I must offer an apology to the Haitian people. I have spent the past several weeks spewing my personal brand of vitriol versus the American president and neoconservative politics--a noble task, to be sure--but I've totally ignored the resistance movement going on in Haiti right now. Jean Bertrand Aristide, the dictatorial fiend and virtual ruler of the caribbean island, is laying waste to his own people every day and I haven't said a word.

At the risk of venturing into cliché, I feel that by not speaking out, I am implicit in the slaughter. Aristides thugs, known as "Chimeres" according to the Independent (UK), are roaming around beating any suspected demonstrators with baseball bats.
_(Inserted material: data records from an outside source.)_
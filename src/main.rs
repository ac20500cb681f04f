// ── Command-line front end ────────────────────────────────────────────────────
//
// Runs the engine over a file held in a `MemoryBuffer`:
//
//   multireplace apply  --list rules.csv input.txt --output out.txt
//   multireplace count  --find "\d+" --regex input.txt
//   multireplace mark   --list rules.csv input.txt
//   multireplace export-bash --list rules.csv --output rules.sh
//
// Logging goes to stderr and is controlled by RUST_LOG (default `warn`).

use std::{
    fs,
    io::{self, Write},
    path::{Path, PathBuf},
};

use anyhow::{bail, Context, Result};
use clap::{Args, Parser, Subcommand};
use tracing::info;
use tracing_subscriber::EnvFilter;

use multireplace::{
    editor::memory::MemoryBuffer,
    engine::Engine,
    pattern::{csv, export, PatternEntry},
    search::scope::ScopeMode,
};

/// Multi-pattern find, replace and mark.
#[derive(Parser)]
#[command(name = "multireplace")]
#[command(author, version, about, long_about = None)]
struct Cli {
    #[command(subcommand)]
    command: Commands,
}

#[derive(Subcommand)]
enum Commands {
    /// Replace every match and write the result
    Apply {
        #[command(flatten)]
        run: RunArgs,

        /// Write here instead of stdout
        #[arg(short, long, value_name = "PATH")]
        output: Option<PathBuf>,

        /// Rewrite the input file
        #[arg(long, conflicts_with = "output")]
        in_place: bool,

        /// Stop after the first list entry that replaced something
        #[arg(long)]
        once: bool,
    },
    /// Print the number of matches
    Count {
        #[command(flatten)]
        run: RunArgs,
    },
    /// Print the marked text, blocks concatenated
    Mark {
        #[command(flatten)]
        run: RunArgs,
    },
    /// Convert a list into a bash/sed script
    ExportBash {
        /// List file (CSV)
        #[arg(short, long, value_name = "CSV")]
        list: PathBuf,

        /// Script to write
        #[arg(short, long, value_name = "PATH")]
        output: PathBuf,
    },
}

/// What to search for and where.
#[derive(Args)]
struct RunArgs {
    /// Document to process
    input: PathBuf,

    /// Use the enabled entries of this list (CSV)
    #[arg(short, long, value_name = "CSV", conflicts_with = "find", required_unless_present = "find")]
    list: Option<PathBuf>,

    /// Single find pattern
    #[arg(short, long, value_name = "TEXT")]
    find: Option<String>,

    /// Replacement for --find
    #[arg(short, long, value_name = "TEXT", default_value = "")]
    replace: String,

    #[arg(long, requires = "find")]
    whole_word: bool,

    #[arg(long, requires = "find")]
    match_case: bool,

    /// Decode \n, \t, \xNN ... in --find and --replace
    #[arg(long, requires = "find")]
    extended: bool,

    #[arg(long, requires = "find", conflicts_with = "extended")]
    regex: bool,

    /// Treat --replace as a script template
    #[arg(long, requires = "find")]
    variables: bool,

    /// Restrict to these columns, e.g. "1,3-5"
    #[arg(long, value_name = "SPEC", requires = "delimiter")]
    columns: Option<String>,

    /// Column delimiter
    #[arg(long, value_name = "TEXT", requires = "columns")]
    delimiter: Option<String>,

    /// Quote character for delimited fields
    #[arg(long, value_name = "CHAR", default_value = "", requires = "columns")]
    quote: String,
}

fn main() -> Result<()> {
    tracing_subscriber::fmt()
        .with_env_filter(EnvFilter::try_from_default_env().unwrap_or_else(|_| EnvFilter::new("warn")))
        .with_writer(io::stderr)
        .init();

    match Cli::parse().command {
        Commands::Apply { run, output, in_place, once } => {
            let mut engine = build_engine(&run)?;
            engine.options_mut().replace_once_in_list = once;
            let outcome = engine.replace_all().context("replace failed")?;
            info!(replaced = outcome.replaced, failed = outcome.failed, "apply finished");
            if let Some(e) = outcome.script_error {
                bail!("{e}");
            }
            let text = engine.into_buffer().into_text();
            let target = if in_place { Some(run.input.as_path()) } else { output.as_deref() };
            write_output(target, &text)
        }
        Commands::Count { run } => {
            let mut engine = build_engine(&run)?;
            let count = engine.mark().context("count failed")?;
            println!("{count}");
            Ok(())
        }
        Commands::Mark { run } => {
            let mut engine = build_engine(&run)?;
            engine.mark().context("mark failed")?;
            let marked = engine.copy_marked_text();
            write_output(None, &marked.text)
        }
        Commands::ExportBash { list, output } => {
            let list = csv::load(&list).with_context(|| format!("loading list {}", list.display()))?;
            let date = chrono::Local::now().format("%Y-%m-%d %H:%M:%S").to_string();
            export::save_bash_script(&output, &list, &date)
                .with_context(|| format!("writing {}", output.display()))?;
            Ok(())
        }
    }
}

fn build_engine(run: &RunArgs) -> Result<Engine<MemoryBuffer>> {
    let text = fs::read(&run.input).with_context(|| format!("reading {}", run.input.display()))?;
    let mut engine = Engine::new(MemoryBuffer::new(text));

    match (&run.list, &run.find) {
        (Some(path), _) => {
            let list = csv::load(path).with_context(|| format!("loading list {}", path.display()))?;
            *engine.list_mut() = list;
            engine.options_mut().use_list = true;
        }
        (None, Some(find)) => {
            *engine.input_mut() = PatternEntry::new(find.as_str(), run.replace.as_str())
                .whole_word(run.whole_word)
                .match_case(run.match_case)
                .extended(run.extended)
                .regex(run.regex)
                .use_variables(run.variables);
        }
        (None, None) => bail!("either --list or --find is required"),
    }

    if let (Some(columns), Some(delimiter)) = (&run.columns, &run.delimiter) {
        engine
            .set_column_scope(columns, delimiter, &run.quote)
            .context("invalid column scope")?;
        engine.options_mut().scope = ScopeMode::Columns;
    }
    Ok(engine)
}

fn write_output(path: Option<&Path>, bytes: &[u8]) -> Result<()> {
    match path {
        Some(path) => fs::write(path, bytes).with_context(|| format!("writing {}", path.display())),
        None => {
            let mut out = io::stdout().lock();
            out.write_all(bytes)?;
            out.flush()?;
            Ok(())
        }
    }
}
The Haitian army is also involved in this horrid business and are wrestling with the rebels who control Gonaives, an important city of strategic value on the island, along with several other villages nearby.
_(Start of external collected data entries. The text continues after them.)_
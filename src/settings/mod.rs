// ── Settings persistence ──────────────────────────────────────────────────────
//
// Reads and writes `<config dir>/MultiReplace/settings.json` and keeps the
// replace list next to it as `list.csv`.
// No `unsafe` here, only serde_json and std::fs.

use std::{
    fs,
    path::{Path, PathBuf},
};

use serde::{Deserialize, Serialize};
use tracing::debug;

use crate::{
    editor::TextBuffer,
    engine::{Engine, SearchOptions},
    error::{Error, Result},
    pattern::{csv, PatternEntry, PatternList},
};

// ── Format version ────────────────────────────────────────────────────────────

const SETTINGS_VERSION: u32 = 1;

/// Entries kept in each input history.
pub const HISTORY_LEN: usize = 10;

// ── On-disk types ─────────────────────────────────────────────────────────────

/// Root of the JSON settings file.
#[derive(Debug, Clone, PartialEq, Serialize, Deserialize)]
#[serde(default)]
pub struct Settings {
    pub version: u32,
    /// Texts and flags of the find/replace input fields.
    pub input: PatternEntry,
    pub options: SearchOptions,
    pub columns: ColumnSettings,
    pub find_history: History,
    pub replace_history: History,
}

impl Default for Settings {
    fn default() -> Self {
        Self {
            version: SETTINGS_VERSION,
            input: PatternEntry::new("", ""),
            options: SearchOptions::default(),
            columns: ColumnSettings::default(),
            find_history: History::default(),
            replace_history: History::default(),
        }
    }
}

/// The column-mode input fields, as typed.
#[derive(Debug, Clone, Default, PartialEq, Eq, Serialize, Deserialize)]
#[serde(default)]
pub struct ColumnSettings {
    pub columns: String,
    pub delimiter: String,
    pub quote: String,
}

impl ColumnSettings {
    pub fn is_empty(&self) -> bool {
        self.columns.is_empty() && self.delimiter.is_empty()
    }
}

/// Most recent first, no duplicates, at most `HISTORY_LEN` entries.
#[derive(Debug, Clone, Default, PartialEq, Eq, Serialize, Deserialize)]
#[serde(transparent)]
pub struct History(Vec<String>);

impl History {
    /// Move `text` to the front.  Empty strings are ignored.
    pub fn push(&mut self, text: &str) {
        if text.is_empty() {
            return;
        }
        self.0.retain(|t| t != text);
        self.0.insert(0, text.to_owned());
        self.0.truncate(HISTORY_LEN);
    }

    pub fn entries(&self) -> &[String] {
        &self.0
    }
}

impl Settings {
    /// Remember what the user just ran.
    pub fn record_input(&mut self, input: &PatternEntry) {
        self.find_history.push(&input.find_text);
        self.replace_history.push(&input.replace_text);
    }

    /// Copy the engine's current input fields and options.
    pub fn update_from<B: TextBuffer>(&mut self, engine: &Engine<B>) {
        self.input = engine.input().clone();
        self.options = engine.options().clone();
    }

    /// Restore input fields, options and column scope into `engine`.
    pub fn apply_to<B: TextBuffer>(&self, engine: &mut Engine<B>) -> Result<()> {
        *engine.input_mut() = self.input.clone();
        *engine.options_mut() = self.options.clone();
        if !self.columns.is_empty() {
            let c = &self.columns;
            engine.set_column_scope(&c.columns, &c.delimiter, &c.quote)?;
        }
        Ok(())
    }
}

// ── Paths ─────────────────────────────────────────────────────────────────────

/// `<config dir>/MultiReplace`, or `None` when the platform has no config
/// directory.
pub fn settings_dir() -> Option<PathBuf> {
    Some(dirs::config_dir()?.join("MultiReplace"))
}

pub fn settings_path() -> Option<PathBuf> {
    Some(settings_dir()?.join("settings.json"))
}

pub fn list_path() -> Option<PathBuf> {
    Some(settings_dir()?.join("list.csv"))
}

// ── Save ──────────────────────────────────────────────────────────────────────

/// Write `settings` to `path`, creating the parent directory.
pub fn save_to(path: &Path, settings: &Settings) -> Result<()> {
    if let Some(dir) = path.parent() {
        fs::create_dir_all(dir).map_err(|e| Error::io(dir, e))?;
    }
    let file = fs::File::create(path).map_err(|e| Error::io(path, e))?;
    serde_json::to_writer_pretty(file, settings)
        .map_err(|e| Error::io(path, std::io::Error::other(e)))?;
    debug!(path = %path.display(), "settings saved");
    Ok(())
}

/// Save settings and the replace list to their default locations.
pub fn save(settings: &Settings, list: &PatternList) -> Result<()> {
    let (Some(settings_file), Some(list_file)) = (settings_path(), list_path()) else {
        let missing = std::io::Error::new(std::io::ErrorKind::NotFound, "no config directory");
        return Err(Error::io("MultiReplace", missing));
    };
    save_to(&settings_file, settings)?;
    csv::save(&list_file, list)
}

// ── Load ──────────────────────────────────────────────────────────────────────

/// Read and parse a settings file.
///
/// Returns `None` on any error: file missing, JSON parse failure, or an
/// unrecognised version number.  Callers continue with defaults.
pub fn load_from(path: &Path) -> Option<Settings> {
    let data = fs::read(path).ok()?;
    let settings: Settings = serde_json::from_slice(&data).ok()?;
    if settings.version != SETTINGS_VERSION {
        debug!(version = settings.version, "ignoring settings with unknown version");
        return None;
    }
    Some(settings)
}

/// Settings and list from their default locations; defaults for whatever
/// cannot be read.
pub fn load() -> (Settings, PatternList) {
    let settings = settings_path().and_then(|p| load_from(&p)).unwrap_or_default();
    let list = list_path()
        .and_then(|p| csv::load(&p).ok())
        .unwrap_or_default();
    (settings, list)
}

// ── Tests ─────────────────────────────────────────────────────────────────────

#[cfg(test)]
mod tests {
    use super::*;
    use crate::{editor::memory::MemoryBuffer, search::scope::ScopeMode};

    #[test]
    fn roundtrip_through_file() {
        let dir = tempfile::tempdir().expect("tempdir");
        let path = dir.path().join("nested").join("settings.json");

        let mut settings = Settings::default();
        settings.input = PatternEntry::new("foo", "bar").regex(true);
        settings.options.scope = ScopeMode::Columns;
        settings.columns = ColumnSettings { columns: "1-3".into(), delimiter: ",".into(), quote: "\"".into() };
        settings.record_input(&settings.input.clone());

        save_to(&path, &settings).expect("save");
        let loaded = load_from(&path).expect("load");
        assert_eq!(loaded, settings);
        assert_eq!(loaded.find_history.entries(), ["foo"]);
    }

    #[test]
    fn missing_fields_take_defaults() {
        let json = r#"{"version":1,"input":{"find_text":"x"}}"#;
        let s: Settings = serde_json::from_str(json).expect("deserialize old format");
        assert_eq!(s.input.find_text, "x");
        assert!(s.options.wrap_around);
        assert_eq!(s.options.scope, ScopeMode::Document);
    }

    #[test]
    fn wrong_version_is_rejected() {
        let dir = tempfile::tempdir().expect("tempdir");
        let path = dir.path().join("settings.json");
        fs::write(&path, r#"{"version":99}"#).expect("write");
        assert!(load_from(&path).is_none());
        assert!(load_from(&dir.path().join("absent.json")).is_none());
    }

    #[test]
    fn history_is_bounded_and_deduplicated() {
        let mut h = History::default();
        for i in 0..15 {
            h.push(&format!("t{i}"));
        }
        h.push("");
        h.push("t10");
        assert_eq!(h.entries().len(), HISTORY_LEN);
        assert_eq!(h.entries()[0], "t10");
        assert_eq!(h.entries()[1], "t14");
        assert_eq!(h.entries().iter().filter(|t| *t == "t10").count(), 1);
    }

    #[test]
    fn applies_to_engine() {
        let mut settings = Settings::default();
        settings.input = PatternEntry::new("a", "b");
        settings.options.use_list = true;
        settings.columns = ColumnSettings { columns: "2".into(), delimiter: ";".into(), quote: String::new() };

        let mut engine = Engine::new(MemoryBuffer::new("x;a"));
        settings.apply_to(&mut engine).expect("apply");
        assert_eq!(engine.input().find_text, "a");
        assert!(engine.options().use_list);
        assert!(engine.column_scope().is_some());

        let mut back = Settings::default();
        back.update_from(&engine);
        assert_eq!(back.input, settings.input);
    }
}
The rebel cause is just and I sincerely hope that they succeed in overthrowing their corrupt government. Since Haiti isn't known for it's oil reserves, don't expect the Bush League to paradrop in and save the day. They will have to battle alone. If only there was a way to supply them with some sort of support. I'm sure they could use more arms, food, and fuel to continue in their noble uprising.

Let us all hope that they win the day and drive Aristide's régime back into the barbaric cave it crawled out of. And to all the other freedom fighters out there, good tidings upon you all. (I'm not referring to terrorists or anyone that seek to limit the freedom of humanity. When I say freedom fighters, I mean insurgents that are fighting for their liberty, not bullies that want to lock us all in cages or fly into our buildings.) 

This morning, I was sifting through a box of horded treasure. I'm not a pirate--it's not like I have crates of bullion stashed away--this box was just full of papers, physical records of my college years. Going through the poems and late-rent notices from my old residence, I felt the mainline thrill of nostalgia kicking in.

Halfway through the box, I found a folded old pamphlet printed in blue and white. It was printed by the Canadian government and I must have picked it up at some point when I was living in Gaspé City. It reads "Se préparer à l'entrevue" (translation: Preparing one's self for an interview). I haven't finished reading it yet but it is chock-full of tips to increase your chances of success with those friendly folks in H.R.

The reason this pamphlet could be my saving grace is because I have a job interview today @ 10:15 AM. It's for the National Bank of Canada, a monolith that gainfully employs over 17,000 of my fellow Canadians. Being one of the largest banks in Canada, getting fat and happy from all those $1 Interac fees and that legalized theft (usury, ie. interest), I'm sure that the NatBank will be able to pay me handsomely (assuming I actually get the job).

Dear reader, I'm sorry that I'm sleeping with the enemy (capitalists). Then again, Fidel Castro hasn't offered to put me through University and I'm not holding my breath. If I am to pay my outstanding debts in a timely fashion, I have to work somewhere. Not to place blame anywhere, but if you guys would just click that "Paypal Donate" button once in awhile, maybe I wouldn't have to resort to such vile tactics as working the phones for a bank.

Let's just agree to disagree. Or better yet, let me get this job and make some money so I can go back to Concordia in the Fall and make something of myself (Journalism or Political Science, depending on the sagacity of the Journ. dept.). Until then, I am your friend and compatriot in the battle versus gingivitis. (Vote NDP in 2004!)